Vice knows for sure that one of the accounts pumping out mask advertising was hijacked, given that the account belonged to one of its own: Motherboard’s Todd Feathers. On Tuesday, the journalist confirmed on Twitter that his account had been hijacked and used to send out direct messages, purportedly about face masks.
Vice found another hijacked account that posted tweets to a website called “Masks 2 U” and which included this message in broken English:
Wearing mask make you away from COVID-19
Motherboard’s Feathers told Vice that about 40 minutes before he logged into Twitter and realized that his account had been hacked, the platform had informed him that his account was last accessed by a computer in Virginia. That doesn’t mean much: whoever took over his account could have been located anywhere.
After the hijacker had control of Feathers’s account, they used it to send a tweet advertising the masks website. They also sent a link to the site, via DM, to a load of his followers, Feathers said.
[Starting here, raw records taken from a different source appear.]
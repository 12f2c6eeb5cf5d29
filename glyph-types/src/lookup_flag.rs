//! The feature lookup flag type.
//!
//! This mirrors the flags that travel with an imported pair adjustment
//! record. Only a couple of bits have meaning to the layout pass, but unknown
//! bits are preserved so records survive a round trip.

use core::ops::{BitAnd, BitOr, BitOrAssign};

/// Flags modifying how an imported shaping rule participates in layout.
#[derive(Clone, Copy, Debug, Default, PartialEq, Eq, PartialOrd, Ord, Hash)]
#[cfg_attr(feature = "serde", derive(serde::Serialize, serde::Deserialize))]
pub struct FeatureLookupFlags(u32);

impl BitOr for FeatureLookupFlags {
    type Output = Self;

    fn bitor(self, rhs: Self) -> Self::Output {
        Self(self.0 | rhs.0)
    }
}

impl BitOrAssign for FeatureLookupFlags {
    fn bitor_assign(&mut self, rhs: Self) {
        self.0 |= rhs.0
    }
}

impl BitAnd for FeatureLookupFlags {
    type Output = Self;

    fn bitand(self, rhs: Self) -> Self::Output {
        Self(self.0 & rhs.0)
    }
}

impl FeatureLookupFlags {
    /// No flags set.
    pub const NONE: Self = FeatureLookupFlags(0);
    /// If set, the rule skips over ligatures formed by an earlier lookup.
    pub const IGNORE_LIGATURES: Self = FeatureLookupFlags(0x0004);
    /// If set, character spacing is not applied on top of this adjustment.
    pub const IGNORE_SPACING_ADJUSTMENTS: Self = FeatureLookupFlags(0x0100);

    /// Return new, empty flags
    pub const fn empty() -> Self {
        Self::NONE
    }

    /// Construct flags from a raw value, keeping every bit.
    pub const fn from_bits(bits: u32) -> Self {
        Self(bits)
    }

    /// Raw transmutation to u32.
    pub const fn to_bits(self) -> u32 {
        self.0
    }

    /// Returns `true` if no flags are set.
    pub const fn is_empty(self) -> bool {
        self.0 == 0
    }

    /// Returns `true` if all of the flags in `other` are contained within `self`.
    #[inline]
    pub const fn contains(&self, other: Self) -> bool {
        (self.0 & other.0) == other.0
    }

    /// `true` if ligatures formed elsewhere should be skipped.
    pub const fn ignore_ligatures(self) -> bool {
        self.contains(Self::IGNORE_LIGATURES)
    }

    /// `true` if character spacing should be suppressed for this pair.
    pub const fn ignore_spacing_adjustments(self) -> bool {
        self.contains(Self::IGNORE_SPACING_ADJUSTMENTS)
    }
}

#[cfg(test)]
mod tests {
    use super::*;

    #[test]
    fn combine_and_query() {
        let flags = FeatureLookupFlags::IGNORE_LIGATURES;
        assert!(flags.ignore_ligatures());
        assert!(!flags.ignore_spacing_adjustments());

        let mut flags = flags;
        flags |= FeatureLookupFlags::IGNORE_SPACING_ADJUSTMENTS;
        assert!(flags.ignore_spacing_adjustments());
        assert_eq!(flags.to_bits(), 0x0104);
        assert_eq!(
            flags & FeatureLookupFlags::IGNORE_LIGATURES,
            FeatureLookupFlags::IGNORE_LIGATURES
        );
    }

    #[test]
    fn unknown_bits_are_kept() {
        let flags = FeatureLookupFlags::from_bits(0x8001);
        assert_eq!(flags.to_bits(), 0x8001);
        assert!(!flags.is_empty());
        assert!(FeatureLookupFlags::empty().is_empty());
    }
}
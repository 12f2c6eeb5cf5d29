//! A layout pass over marked-up text: styles from tags, glyphs from the shaper.

use pretty_assertions::assert_eq;
use rich_shaping::{
    features::{
        kerning::KerningTable, AnchorPoint, LigatureRecord, MarkPositionAdjustment,
        MarkToBaseRecord,
    },
    markup::{FontWeight, MarkupElement, MarkupTag, Rgba8, StyleDefaults, StyleState},
    shape, FeatureRecordStore, FontStyle, GlyphId, ShapingInput, ShapingOptions,
};

enum Token<'a> {
    Char(char),
    Tag(&'a str),
}

/// Split text into characters and tag bodies; `<` without a `>` is text.
fn tokenize(text: &str) -> Vec<Token<'_>> {
    let mut tokens = Vec::new();
    let mut rest = text;
    while let Some(c) = rest.chars().next() {
        if c == '<' {
            if let Some(end) = rest.find('>') {
                tokens.push(Token::Tag(&rest[1..end]));
                rest = &rest[end + 1..];
                continue;
            }
        }
        tokens.push(Token::Char(c));
        rest = &rest[c.len_utf8()..];
    }
    tokens
}

struct StyledChar {
    c: char,
    color: Rgba8,
    weight: FontWeight,
    style: FontStyle,
    size: f32,
}

fn apply_markup(text: &str, defaults: &StyleDefaults) -> Vec<StyledChar> {
    let mut state = StyleState::new(defaults);
    let mut out = Vec::new();
    for token in tokenize(text) {
        match token {
            Token::Tag(body) => match MarkupElement::parse(body) {
                Some(element) => {
                    assert!(state.open(&element), "rejected <{body}>");
                }
                None => panic!("unknown tag <{body}>"),
            },
            Token::Char(c) => {
                let resolved = state.resolved();
                out.push(StyledChar {
                    c: state.transform_case(c),
                    color: resolved.color,
                    weight: resolved.font_weight,
                    style: resolved.font_style,
                    size: resolved.font_size,
                });
            }
        }
    }
    out
}

fn gid(raw: u32) -> GlyphId {
    GlyphId::new(raw)
}

fn to_input(chars: &[StyledChar]) -> Vec<ShapingInput> {
    chars
        .iter()
        .map(|sc| ShapingInput::new(sc.c as u32, gid(sc.c as u32)))
        .collect()
}

#[test]
fn ff_ligature() {
    let _ = env_logger::builder().is_test(true).try_init();
    let mut store = FeatureRecordStore::new();
    store.add_ligature(LigatureRecord::new([gid(0x66), gid(0x66)], gid(0x200)).unwrap());
    store.build_lookups();

    assert_eq!(
        store.try_get_ligature(&[gid(0x66), gid(0x66)]).map(|l| l.ligature()),
        Some(gid(0x200))
    );
    assert!(store.try_get_ligature(&[gid(0x66), gid(0x67)]).is_none());
}

#[test]
fn styled_and_shaped() {
    let _ = env_logger::builder().is_test(true).try_init();
    let defaults = StyleDefaults::default().with_font_size(20.0);
    let text = "o<b>f<color=red>f</b>i</color> <size=50%><allcaps>x\u{301}</allcaps></size>";
    let chars = apply_markup(text, &defaults);

    let plain: String = chars.iter().map(|sc| sc.c).collect();
    assert_eq!(plain, "offi X\u{301}");

    let red = Rgba8::new(255, 0, 0, 255);
    let colors: Vec<_> = chars.iter().map(|sc| sc.color).collect();
    assert_eq!(
        colors,
        vec![Rgba8::WHITE, Rgba8::WHITE, red, red, Rgba8::WHITE, Rgba8::WHITE, Rgba8::WHITE]
    );
    let weights: Vec<_> = chars.iter().map(|sc| sc.weight).collect();
    assert_eq!(
        weights[..4],
        [
            FontWeight::Regular,
            FontWeight::Bold,
            FontWeight::Bold,
            FontWeight::Regular
        ]
    );
    assert!(chars[5].style.contains(FontStyle::UPPERCASE));
    assert!(!chars[4].style.contains(FontStyle::UPPERCASE));
    assert_eq!(chars[5].size, 10.0);
    assert_eq!(chars[4].size, 20.0);

    let mut store = FeatureRecordStore::new();
    let f = gid('f' as u32);
    store.add_ligature(LigatureRecord::new([f, f], gid(0x200)).unwrap());
    store.add_mark_to_base(MarkToBaseRecord::new(
        gid('X' as u32),
        AnchorPoint::new(300, 700),
        gid(0x301),
        MarkPositionAdjustment::new(50, 0),
    ));
    let mut kerning = KerningTable::new();
    kerning.add_kerning_pair(gid('o' as u32), gid(0x200), -25).unwrap();
    kerning.upgrade_into(&mut store);
    let report = store.build_lookups();
    assert_eq!(report.dropped(), 0);

    let shaped = shape(&store, &to_input(&chars), ShapingOptions::default());
    let glyphs: Vec<_> = shaped.iter().map(|g| g.glyph.to_u32()).collect();
    assert_eq!(
        glyphs,
        vec!['o' as u32, 0x200, 'i' as u32, ' ' as u32, 'X' as u32, 0x301]
    );

    assert_eq!(shaped[0].adjustment.x_advance, -25);
    let lig = &shaped[1];
    assert_eq!((lig.cluster, lig.component_count), (1, 2));
    // the ligature's cluster points back at the styled characters
    assert_eq!(chars[lig.cluster].weight, FontWeight::Bold);

    let mark = &shaped[5];
    assert_eq!(mark.attached_to, Some(4));
    assert_eq!(mark.adjustment.x_placement, 250);
    assert_eq!(mark.adjustment.y_placement, 700);
    assert!(mark.ignore_spacing);
}

#[test]
fn unmatched_closing_tags_keep_defaults() {
    let defaults = StyleDefaults::default().with_color(Rgba8::BLACK);
    let chars = apply_markup("</color></b>a<color=blue>b</color></color>c", &defaults);
    let colors: Vec<_> = chars.iter().map(|sc| sc.color).collect();
    assert_eq!(
        colors,
        vec![Rgba8::BLACK, Rgba8::new(0, 0, 255, 255), Rgba8::BLACK]
    );
    assert!(chars.iter().all(|sc| sc.weight == FontWeight::Regular));
}

#[test]
fn reused_state_between_passes() {
    let defaults = StyleDefaults::default();
    let mut state = StyleState::new(&defaults);
    for _ in 0..3 {
        state.begin(&defaults);
        for body in ["b", "i angle=10", "color=#123", "size=+2"] {
            assert!(state.open(&MarkupElement::parse(body).unwrap()));
        }
        let resolved = state.resolved();
        assert_eq!(resolved.font_size, 38.0);
        assert_eq!(resolved.italic_angle, 10.0);
        assert_eq!(resolved.color, Rgba8::new(0x11, 0x22, 0x33, 255));
        state.close(MarkupTag::Bold);
        assert_eq!(state.resolved().font_weight, FontWeight::Regular);
    }
    let options = ShapingOptions::default()
        .with_ligatures(false)
        .with_kerning(false);
    let shaped = shape(
        &FeatureRecordStore::new(),
        &[ShapingInput::new('a' as u32, gid(1))],
        options,
    );
    assert_eq!(shaped.len(), 1);
}
//! Errors produced while building shaping tables or applying markup

use glyph_types::GlyphId;
use thiserror::Error;

/// An error encountered by this crate.
///
/// None of these are fatal to a layout pass, and most callers only log them.
#[derive(Clone, Debug, PartialEq, Eq, Error)]
#[non_exhaustive]
pub enum Error {
    /// A ligature record must have at least one component.
    #[error("ligature {0} has no component glyphs")]
    EmptyLigature(GlyphId),
    /// A non-growing append was made into a full stack; the item was dropped.
    #[error("stack is full (capacity {capacity}), item dropped")]
    StackFull { capacity: usize },
    /// A kerning pair for these glyphs already exists.
    #[error("a kerning pair for ({first}, {second}) already exists")]
    DuplicatePair { first: GlyphId, second: GlyphId },
    /// A color value could not be parsed.
    #[error("invalid color value '{0}'")]
    InvalidColor(String),
    /// A markup tag carried a value that could not be interpreted.
    #[error("invalid value '{value}' for tag <{tag}>")]
    InvalidTagValue { tag: String, value: String },
}
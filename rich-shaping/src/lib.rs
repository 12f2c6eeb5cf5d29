//! Glyph shaping lookups and nested markup style state for rich text layout.
//!
//! This crate covers the part of text layout that sits between font data and
//! positioned glyphs:
//!
//! - [`features`] holds ligature, kerning and mark attachment records and
//!   builds the lookups used to query them
//! - [`shape`] applies those lookups to a run of glyphs
//! - [`markup`] tracks the style implied by nested inline tags such as
//!   `<b>`, `<color=red>` or `<size=+4>`
//!
//! The building blocks, [`NestingStack`] and [`StyleToggleCounters`], and the
//! identifier hashing in [`classify`] are public as well.
//!
//! Font parsing, rasterization and rendering are out of scope.

#![forbid(unsafe_code)]
#![cfg_attr(docsrs, feature(doc_auto_cfg))]

pub mod classify;
mod error;
pub mod features;
pub mod markup;
pub mod shape;
mod stack;
mod toggle;

pub use error::Error;
pub use features::{FeatureRecordStore, LookupReport};
pub use shape::{shape, ShapedGlyph, ShapingInput, ShapingOptions};
pub use stack::NestingStack;
pub use toggle::{FontStyle, StyleFlag, StyleToggleCounters};

pub use glyph_types::{FeatureLookupFlags, GlyphId, GlyphPairKey, Point};
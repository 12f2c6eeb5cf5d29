//! Points in glyph design space

/// Two dimensional point with a generic coordinate type.
///
/// Used for anchor points on base glyphs and for the offsets that align a
/// mark glyph with such an anchor.
#[derive(Copy, Clone, PartialEq, Eq, Default, Debug, Hash)]
#[cfg_attr(feature = "serde", derive(serde::Serialize, serde::Deserialize))]
pub struct Point<T> {
    /// X coordinate.
    pub x: T,
    /// Y coordinate.
    pub y: T,
}

impl<T> Point<T> {
    /// Creates a new point with the given x and y coordinates.
    #[inline(always)]
    pub const fn new(x: T, y: T) -> Self {
        Self { x, y }
    }
}

impl Point<i32> {
    /// The offset from `rhs` to `self`, clamped to the `i32` range.
    #[inline]
    pub const fn saturating_sub(self, rhs: Self) -> Self {
        Self {
            x: self.x.saturating_sub(rhs.x),
            y: self.y.saturating_sub(rhs.y),
        }
    }
}
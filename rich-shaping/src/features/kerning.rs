//! The legacy kerning table
//!
//! Older font assets carry a flat list of kerning pairs instead of pair
//! adjustment records. The table can still be edited, and is upgraded into a
//! [`FeatureRecordStore`] before layout.

use glyph_types::{FeatureLookupFlags, GlyphId};

use super::{FeatureRecordStore, GlyphAdjustmentRecord, PairAdjustmentRecord, ValueRecord};
use crate::error::Error;

/// A single kerning pair.
#[derive(Clone, Copy, Debug, Default, PartialEq, Eq)]
#[cfg_attr(feature = "serde", derive(serde::Serialize, serde::Deserialize))]
pub struct KerningPair {
    pub first: GlyphAdjustmentRecord,
    pub second: GlyphAdjustmentRecord,
    pub ignore_spacing_adjustments: bool,
}

impl KerningPair {
    /// A pair that moves the second glyph by `x_offset`.
    ///
    /// The offset is stored as the first glyph's advance.
    pub fn new(first: GlyphId, second: GlyphId, x_offset: i32) -> Self {
        KerningPair {
            first: GlyphAdjustmentRecord::new(first, ValueRecord::default().with_x_advance(x_offset)),
            second: GlyphAdjustmentRecord::new(second, ValueRecord::default()),
            ignore_spacing_adjustments: false,
        }
    }

    /// The horizontal offset between the two glyphs.
    pub fn x_offset(&self) -> i32 {
        self.first.value.x_advance
    }

    fn glyphs(&self) -> (GlyphId, GlyphId) {
        (self.first.glyph, self.second.glyph)
    }

    fn to_pair_adjustment(self) -> PairAdjustmentRecord {
        let flags = if self.ignore_spacing_adjustments {
            FeatureLookupFlags::IGNORE_SPACING_ADJUSTMENTS
        } else {
            FeatureLookupFlags::empty()
        };
        PairAdjustmentRecord::new(self.first, self.second).with_flags(flags)
    }
}

/// An editable list of kerning pairs, at most one per glyph pair.
#[derive(Clone, Debug, Default, PartialEq, Eq)]
#[cfg_attr(feature = "serde", derive(serde::Serialize, serde::Deserialize))]
pub struct KerningTable {
    pairs: Vec<KerningPair>,
}

impl KerningTable {
    pub fn new() -> Self {
        Self::default()
    }

    pub fn pairs(&self) -> &[KerningPair] {
        &self.pairs
    }

    pub fn len(&self) -> usize {
        self.pairs.len()
    }

    pub fn is_empty(&self) -> bool {
        self.pairs.is_empty()
    }

    /// Find the pair for `first` followed by `second`.
    pub fn get(&self, first: GlyphId, second: GlyphId) -> Option<&KerningPair> {
        self.pairs.iter().find(|pair| pair.glyphs() == (first, second))
    }

    fn insert(&mut self, pair: KerningPair) -> Result<(), Error> {
        let (first, second) = pair.glyphs();
        if self.get(first, second).is_some() {
            return Err(Error::DuplicatePair { first, second });
        }
        self.pairs.push(pair);
        Ok(())
    }

    /// Add a pair that offsets `second` horizontally by `x_offset`.
    ///
    /// Returns an error if the table already has a pair for these glyphs.
    pub fn add_kerning_pair(
        &mut self,
        first: GlyphId,
        second: GlyphId,
        x_offset: i32,
    ) -> Result<(), Error> {
        self.insert(KerningPair::new(first, second, x_offset))
    }

    /// Add a pair with full adjustments for both glyphs.
    ///
    /// Returns an error if the table already has a pair for these glyphs.
    pub fn add_glyph_pair_adjustment(
        &mut self,
        first: GlyphAdjustmentRecord,
        second: GlyphAdjustmentRecord,
    ) -> Result<(), Error> {
        self.insert(KerningPair {
            first,
            second,
            ignore_spacing_adjustments: false,
        })
    }

    /// Remove the pair for these glyphs, returning it if it existed.
    pub fn remove_pair(&mut self, first: GlyphId, second: GlyphId) -> Option<KerningPair> {
        let idx = self
            .pairs
            .iter()
            .position(|pair| pair.glyphs() == (first, second))?;
        Some(self.pairs.remove(idx))
    }

    /// Sort pairs by first glyph, then second glyph.
    pub fn sort_pairs(&mut self) {
        self.pairs.sort_by_key(KerningPair::glyphs);
    }

    /// Move every pair into `store` as a pair adjustment record.
    ///
    /// The table is empty afterwards. Lookups in `store` are not rebuilt.
    pub fn upgrade_into(&mut self, store: &mut FeatureRecordStore) {
        log::debug!("upgrading {} kerning pairs", self.pairs.len());
        for pair in self.pairs.drain(..) {
            store.add_pair_adjustment(pair.to_pair_adjustment());
        }
    }
}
They sent DMs to what looks like all (or at least a lot) of my followers with a link to masksfast [.] us and some variation of the message: ‘Masks save lives.’
As Cox notes, it’s not clear whether the barebones site is actually selling the products it lists or if it’s just a scam. I, for one, certainly wouldn’t hand over my credit card, given a number of oddities, including that a) clicking on its multiple social media logos merely sends you round-robin, returning you to the site’s home page, and b) the site refers to toilet paper as “paper towels,” which suggests that its creators aren’t fluent with the American English terminology for the quotidian product that’s grown so scarce, or with its British rendition (“toilet paper” or “toilet roll.”)
At any rate, as Cox reports, the records for the site show that it was created on Monday. Motherboard also found other, near-identical masks websites hosted on the same IP address as the site mentioned by the hacked accounts, some of which had been created just a few days earlier.